Given records: Begin

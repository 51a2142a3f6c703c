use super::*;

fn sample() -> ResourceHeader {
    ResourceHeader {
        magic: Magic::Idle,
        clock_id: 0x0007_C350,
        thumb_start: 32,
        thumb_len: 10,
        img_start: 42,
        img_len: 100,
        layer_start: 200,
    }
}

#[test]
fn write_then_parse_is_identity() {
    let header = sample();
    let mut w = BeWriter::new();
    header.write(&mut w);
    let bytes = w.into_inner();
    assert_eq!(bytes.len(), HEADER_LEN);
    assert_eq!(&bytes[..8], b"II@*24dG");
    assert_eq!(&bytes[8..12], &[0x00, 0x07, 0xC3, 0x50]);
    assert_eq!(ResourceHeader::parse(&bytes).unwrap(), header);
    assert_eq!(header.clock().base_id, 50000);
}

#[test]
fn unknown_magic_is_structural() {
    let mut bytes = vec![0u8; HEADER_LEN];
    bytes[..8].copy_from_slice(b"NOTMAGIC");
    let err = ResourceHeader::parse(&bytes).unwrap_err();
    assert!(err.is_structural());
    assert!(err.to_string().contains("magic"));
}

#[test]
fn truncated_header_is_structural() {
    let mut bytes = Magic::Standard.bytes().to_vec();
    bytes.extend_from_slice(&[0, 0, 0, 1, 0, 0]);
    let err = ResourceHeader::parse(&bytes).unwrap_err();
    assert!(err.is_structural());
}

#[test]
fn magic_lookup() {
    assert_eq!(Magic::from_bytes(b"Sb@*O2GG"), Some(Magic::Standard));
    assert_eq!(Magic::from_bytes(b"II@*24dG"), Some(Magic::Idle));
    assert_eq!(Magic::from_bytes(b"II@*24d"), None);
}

Given records: End
Given records: Begin

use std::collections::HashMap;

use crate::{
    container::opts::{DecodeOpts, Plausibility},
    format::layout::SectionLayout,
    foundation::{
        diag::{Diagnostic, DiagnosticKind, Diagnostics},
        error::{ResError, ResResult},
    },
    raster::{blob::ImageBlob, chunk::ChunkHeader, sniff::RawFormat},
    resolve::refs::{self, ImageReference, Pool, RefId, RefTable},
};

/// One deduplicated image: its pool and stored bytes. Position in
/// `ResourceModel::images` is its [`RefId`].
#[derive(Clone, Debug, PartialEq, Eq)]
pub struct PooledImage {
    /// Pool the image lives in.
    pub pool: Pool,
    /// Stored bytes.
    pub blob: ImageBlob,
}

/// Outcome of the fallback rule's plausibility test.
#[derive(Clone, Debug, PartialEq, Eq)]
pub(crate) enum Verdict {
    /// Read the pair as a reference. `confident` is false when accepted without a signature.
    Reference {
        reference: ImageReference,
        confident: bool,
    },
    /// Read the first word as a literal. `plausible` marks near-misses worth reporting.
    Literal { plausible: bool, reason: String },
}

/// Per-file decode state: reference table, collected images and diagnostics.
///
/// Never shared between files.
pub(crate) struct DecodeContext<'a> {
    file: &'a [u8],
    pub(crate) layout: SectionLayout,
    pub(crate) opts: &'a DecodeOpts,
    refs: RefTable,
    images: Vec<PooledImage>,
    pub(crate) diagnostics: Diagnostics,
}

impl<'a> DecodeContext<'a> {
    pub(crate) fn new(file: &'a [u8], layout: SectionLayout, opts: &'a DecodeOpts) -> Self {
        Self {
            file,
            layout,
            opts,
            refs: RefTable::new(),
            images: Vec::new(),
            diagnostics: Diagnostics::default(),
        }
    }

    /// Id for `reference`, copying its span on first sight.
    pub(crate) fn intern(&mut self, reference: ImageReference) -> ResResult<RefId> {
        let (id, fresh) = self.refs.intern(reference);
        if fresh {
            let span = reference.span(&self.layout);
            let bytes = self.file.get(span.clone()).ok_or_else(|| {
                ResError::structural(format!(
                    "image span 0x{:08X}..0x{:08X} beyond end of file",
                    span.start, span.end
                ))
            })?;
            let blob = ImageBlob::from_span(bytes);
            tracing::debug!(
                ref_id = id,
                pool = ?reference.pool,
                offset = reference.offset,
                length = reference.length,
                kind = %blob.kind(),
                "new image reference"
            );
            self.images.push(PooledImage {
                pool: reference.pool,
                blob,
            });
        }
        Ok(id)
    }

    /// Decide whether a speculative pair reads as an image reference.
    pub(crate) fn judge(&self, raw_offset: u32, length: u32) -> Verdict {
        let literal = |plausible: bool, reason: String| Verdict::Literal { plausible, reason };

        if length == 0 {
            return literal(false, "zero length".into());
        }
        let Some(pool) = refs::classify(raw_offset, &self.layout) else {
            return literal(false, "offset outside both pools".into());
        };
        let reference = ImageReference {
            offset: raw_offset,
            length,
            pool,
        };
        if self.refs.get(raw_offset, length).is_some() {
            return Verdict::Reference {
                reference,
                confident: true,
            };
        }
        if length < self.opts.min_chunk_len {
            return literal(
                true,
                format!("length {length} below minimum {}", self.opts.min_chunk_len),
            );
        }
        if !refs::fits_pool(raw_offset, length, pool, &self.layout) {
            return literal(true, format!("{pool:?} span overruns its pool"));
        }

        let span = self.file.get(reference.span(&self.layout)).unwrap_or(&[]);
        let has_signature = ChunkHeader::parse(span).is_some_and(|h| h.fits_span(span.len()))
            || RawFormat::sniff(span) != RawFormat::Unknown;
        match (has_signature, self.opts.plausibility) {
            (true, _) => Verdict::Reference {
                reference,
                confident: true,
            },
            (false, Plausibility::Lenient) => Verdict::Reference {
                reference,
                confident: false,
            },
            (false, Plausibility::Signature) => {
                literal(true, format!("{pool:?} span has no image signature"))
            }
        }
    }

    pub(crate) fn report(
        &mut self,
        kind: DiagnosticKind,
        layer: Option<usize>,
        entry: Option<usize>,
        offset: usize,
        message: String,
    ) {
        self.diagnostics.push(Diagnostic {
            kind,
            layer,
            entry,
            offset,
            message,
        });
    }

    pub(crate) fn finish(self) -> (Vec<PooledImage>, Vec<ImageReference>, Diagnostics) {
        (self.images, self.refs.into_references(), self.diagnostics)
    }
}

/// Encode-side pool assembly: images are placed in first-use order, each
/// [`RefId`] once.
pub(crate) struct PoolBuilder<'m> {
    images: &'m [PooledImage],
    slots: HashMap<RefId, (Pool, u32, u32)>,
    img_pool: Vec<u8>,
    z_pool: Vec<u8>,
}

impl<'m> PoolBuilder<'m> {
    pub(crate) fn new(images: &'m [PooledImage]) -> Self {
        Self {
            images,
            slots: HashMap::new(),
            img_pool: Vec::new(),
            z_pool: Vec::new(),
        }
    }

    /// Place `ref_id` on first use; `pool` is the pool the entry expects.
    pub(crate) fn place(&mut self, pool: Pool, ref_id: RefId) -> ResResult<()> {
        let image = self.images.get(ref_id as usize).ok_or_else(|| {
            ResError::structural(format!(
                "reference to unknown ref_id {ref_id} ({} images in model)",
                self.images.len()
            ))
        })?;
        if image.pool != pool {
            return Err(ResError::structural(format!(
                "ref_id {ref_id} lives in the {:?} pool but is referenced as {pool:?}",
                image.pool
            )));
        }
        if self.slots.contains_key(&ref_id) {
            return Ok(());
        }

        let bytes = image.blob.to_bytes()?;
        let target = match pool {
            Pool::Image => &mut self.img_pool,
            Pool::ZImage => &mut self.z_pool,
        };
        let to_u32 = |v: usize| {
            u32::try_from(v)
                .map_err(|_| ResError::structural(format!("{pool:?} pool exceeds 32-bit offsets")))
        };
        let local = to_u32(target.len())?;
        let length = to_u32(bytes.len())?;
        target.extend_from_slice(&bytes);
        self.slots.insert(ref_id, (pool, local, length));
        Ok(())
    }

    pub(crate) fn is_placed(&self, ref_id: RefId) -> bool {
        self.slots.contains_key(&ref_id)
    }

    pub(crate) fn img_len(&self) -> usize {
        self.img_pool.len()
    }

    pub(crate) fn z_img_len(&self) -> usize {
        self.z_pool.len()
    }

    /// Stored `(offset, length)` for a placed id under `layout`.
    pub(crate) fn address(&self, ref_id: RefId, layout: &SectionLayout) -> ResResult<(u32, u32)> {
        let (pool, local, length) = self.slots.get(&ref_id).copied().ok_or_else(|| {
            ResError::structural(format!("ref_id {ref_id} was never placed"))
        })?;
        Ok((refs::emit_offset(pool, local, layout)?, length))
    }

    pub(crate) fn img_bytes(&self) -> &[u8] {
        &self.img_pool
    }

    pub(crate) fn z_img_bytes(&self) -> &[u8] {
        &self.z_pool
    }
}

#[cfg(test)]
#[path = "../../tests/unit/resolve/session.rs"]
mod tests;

Given records: End

# What you have to do
From the data above, pick out each line containing "ResError" and copy it.

# Solution below
        error::{ResError, ResResult},
                ResError::structural(format!(
            ResError::structural(format!(
            return Err(ResError::structural(format!(
                .map_err(|_| ResError::structural(format!("{pool:?} pool exceeds 32-bit offsets")))
            ResError::structural(format!("ref_id {ref_id} was never placed"))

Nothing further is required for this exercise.